ROI: The costs required for this program include the costs of health screenings, farmer´s market, and the cost of the program director´s time to run the program. The program typically costs less than $12/participant to run. The cost avoidance in providing needed health resources in these resource–poor communities far outweighs the cost of running the program.

Scalability: By creating a turn–key curriculum and requiring buy–in from the host community, GFTN has been scaled to expand throughout Western New York. Drawing on longitudinal data from the 12+ years of the traditional GFTN programs, the most effective segments of the program have been included to create a successful program in both large and small settings.

Feasibility: Each component of the GFTN program included step–by–step processes to execute the program, while still allowing for customization of the program per community.

Evidence–based support for innovation: In 2011, the Journal of Community Health published The implementation of Good for the Neighborhood: A participatory community health program in four minority underserved communities. Drawing from the work on impacting health care for chronic conditions and research on beneficial approaches with predominantly minority communities (Smedley, B. D., Stith, A. Y., Nelson, A. R., & Institute of Medicine (US). (2003). Committee on Understanding and Eliminating Racial and Ethnic Disparities in Health Care. Unequal treatment: Confronting racial and ethnic disparities in health care. Washington, DC: National Academy Press; US Department of Health and Human Services. (2010). Healthy People. 2nd ed. With understanding and improving health and objectives for improving health, Vol. 2, Washington, DC.), the program was developed in direct response to the needs of underserved communities.

Relevance to the Medicaid Population: GFTN is run in areas that have proven health disparities in accordance with State and County health data. Part of this measure is the number of Medicaid participants in the targeted community. Each aspect of this program is designed with the Medicaid population in mind and to remove barriers to care by increasing health literacy, access to healthcare, removing transportation barriers (by hosting an event in a local setting), and providing an arena for social cohesion.

Speed to Market: There are currently pilot sites running for turn–key GFTN programs. It could be easily shared immediately with other neighborhoods and communities.

Q5 Was your innovation implemented? If so, please explain when, the number of people impacted, and the results.
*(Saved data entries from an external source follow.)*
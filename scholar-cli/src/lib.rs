//! # scholar-cli
//!
//! Command-line front end for [`scholar_rag`]: load study notes into an
//! in-memory collection and retrieve passages for questions, either once
//! (`scholar ask`) or interactively (`scholar chat`).

pub mod cli;
pub mod repl;
pub mod session;
pub mod source;
pub mod telemetry;

pub use cli::{Cli, Command, EmbedderKind, RetrievalArgs};
pub use session::{Session, render_context, render_reports};
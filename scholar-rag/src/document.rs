//! Data types for documents, chunks, and search results.

use serde::{Deserialize, Serialize};

/// Text that a text source produces when it cannot decode a file.
///
/// [`Retriever::ingest`](crate::Retriever::ingest) treats this value as
/// "content unavailable" and skips the document without error.
pub const UNSUPPORTED_CONTENT: &str = "Unsupported file type";

/// A source document: a caller-supplied id and its raw text.
///
/// Documents are not retained after ingestion; only their chunks persist.
#[derive(Debug, Clone, Serialize, Deserialize, PartialEq, Eq)]
pub struct Document {
    /// Unique identifier for the document.
    pub id: String,
    /// The text content of the document.
    pub text: String,
}

impl Document {
    /// Create a document from an id and its text.
    pub fn new(id: impl Into<String>, text: impl Into<String>) -> Self {
        Self { id: id.into(), text: text.into() }
    }

    /// Whether the text carries nothing to index.
    ///
    /// True for empty or whitespace-only text and for [`UNSUPPORTED_CONTENT`].
    pub fn is_unavailable(&self) -> bool {
        self.text.trim().is_empty() || self.text == UNSUPPORTED_CONTENT
    }
}

/// A contiguous slice of a [`Document`], the unit of retrieval.
#[derive(Debug, Clone, Serialize, Deserialize, PartialEq, Eq)]
pub struct Chunk {
    /// Unique identifier within a collection, `{document_id}_{ordinal}`.
    pub id: String,
    /// The ID of the parent [`Document`].
    pub document_id: String,
    /// Position of this chunk within its document, starting at zero.
    pub ordinal: usize,
    /// The literal text of the chunk.
    pub text: String,
}

impl Chunk {
    /// Create a chunk, deriving its id from the document id and ordinal.
    pub fn new(document_id: &str, ordinal: usize, text: impl Into<String>) -> Self {
        Self {
            id: chunk_id(document_id, ordinal),
            document_id: document_id.to_string(),
            ordinal,
            text: text.into(),
        }
    }
}

/// Derive the id of the `ordinal`-th chunk of a document.
pub fn chunk_id(document_id: &str, ordinal: usize) -> String {
    format!("{document_id}_{ordinal}")
}

/// A retrieved [`Chunk`] paired with its cosine similarity to the query.
#[derive(Debug, Clone, Serialize, Deserialize, PartialEq)]
pub struct SearchResult {
    /// The retrieved chunk.
    pub chunk: Chunk,
    /// The similarity score in `[-1, 1]` (higher is more relevant).
    pub score: f32,
}

impl SearchResult {
    /// The id of the retrieved chunk.
    pub fn chunk_id(&self) -> &str {
        &self.chunk.id
    }

    /// The text of the retrieved chunk.
    pub fn text(&self) -> &str {
        &self.chunk.text
    }
}

#[cfg(test)]
mod tests {
    use super::*;

    #[test]
    fn chunk_ids_combine_document_and_ordinal() {
        let chunk = Chunk::new("d1", 3, "gamma");
        assert_eq!(chunk.id, "d1_3");
        assert_eq!(chunk.document_id, "d1");
        assert_eq!(chunk.ordinal, 3);
    }

    #[test]
    fn sentinel_and_blank_text_are_unavailable() {
        assert!(Document::new("a", "").is_unavailable());
        assert!(Document::new("a", " \n\t").is_unavailable());
        assert!(Document::new("a", UNSUPPORTED_CONTENT).is_unavailable());
        assert!(!Document::new("a", "Unsupported file types are listed below").is_unavailable());
    }
}
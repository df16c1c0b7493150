//! Vector index trait for storing and searching chunk embeddings.

use async_trait::async_trait;

use crate::document::{Chunk, SearchResult};
use crate::error::Result;

/// A single collection of chunk embeddings with similarity search.
///
/// Implementations own the collection exclusively and enforce its invariants:
/// chunk ids are unique and every stored vector has the same length.
/// Concurrent callers must never observe a partially inserted entry.
///
/// # Example
///
/// ```rust,ignore
/// use scholar_rag::{Chunk, InMemoryVectorIndex, VectorIndex};
///
/// let index = InMemoryVectorIndex::new("study_docs");
/// index.insert(Chunk::new("d1", 0, "alpha beta"), vec![1.0, 0.0]).await?;
/// let results = index.search(&[1.0, 0.0], 5).await?;
/// ```
#[async_trait]
pub trait VectorIndex: Send + Sync {
    /// Insert a chunk with its embedding.
    ///
    /// # Errors
    ///
    /// - [`RagError::InvalidArgument`](crate::RagError::InvalidArgument) for an
    ///   empty vector or one with non-finite components
    /// - [`RagError::DimensionMismatch`](crate::RagError::DimensionMismatch) if the
    ///   vector length differs from the collection's dimensionality
    /// - [`RagError::DuplicateId`](crate::RagError::DuplicateId) if the chunk id
    ///   is already stored
    ///
    /// The collection is unchanged when an error is returned.
    async fn insert(&self, chunk: Chunk, embedding: Vec<f32>) -> Result<()>;

    /// Return the `top_k` entries most similar to `embedding`.
    ///
    /// Results are ordered by descending cosine similarity, ties broken by
    /// insertion order. An empty collection yields an empty `Vec`.
    async fn search(&self, embedding: &[f32], top_k: usize) -> Result<Vec<SearchResult>>;

    /// Number of stored entries.
    async fn len(&self) -> usize;

    /// Whether the collection has no entries.
    async fn is_empty(&self) -> bool {
        self.len().await == 0
    }

    /// The dimensionality fixed by the first insert, if any.
    async fn dimensions(&self) -> Option<usize>;
}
Yes (please specify when and the estimated number of people impacted):

GFTN programs are currently being implemented in 4 different communities (West Side of Buffalo, Lackawanna, Akron/Newstead, and Lockport). It is succeeding in these communities as measured by number of attendees, buy–in from the local communities, and partnership with additional CBOs. Through these 3 sites, we estimate 670 people have been reached since 2017. The site champions have embraced the program and invited over 20 unique CBOs to the events to serve their populations.

Q6 Please identify the SDH Domain that your innovation addresses. (Select all that apply.)

Social and Community Context,

Health and Health Care

Q7 I give the Department of Health the right to share the information submitted in this application publicly (for example: on the DOH website). I understand that there is no monetary reward/reimbursement for my submission or for attending the summit should my innovation be selected.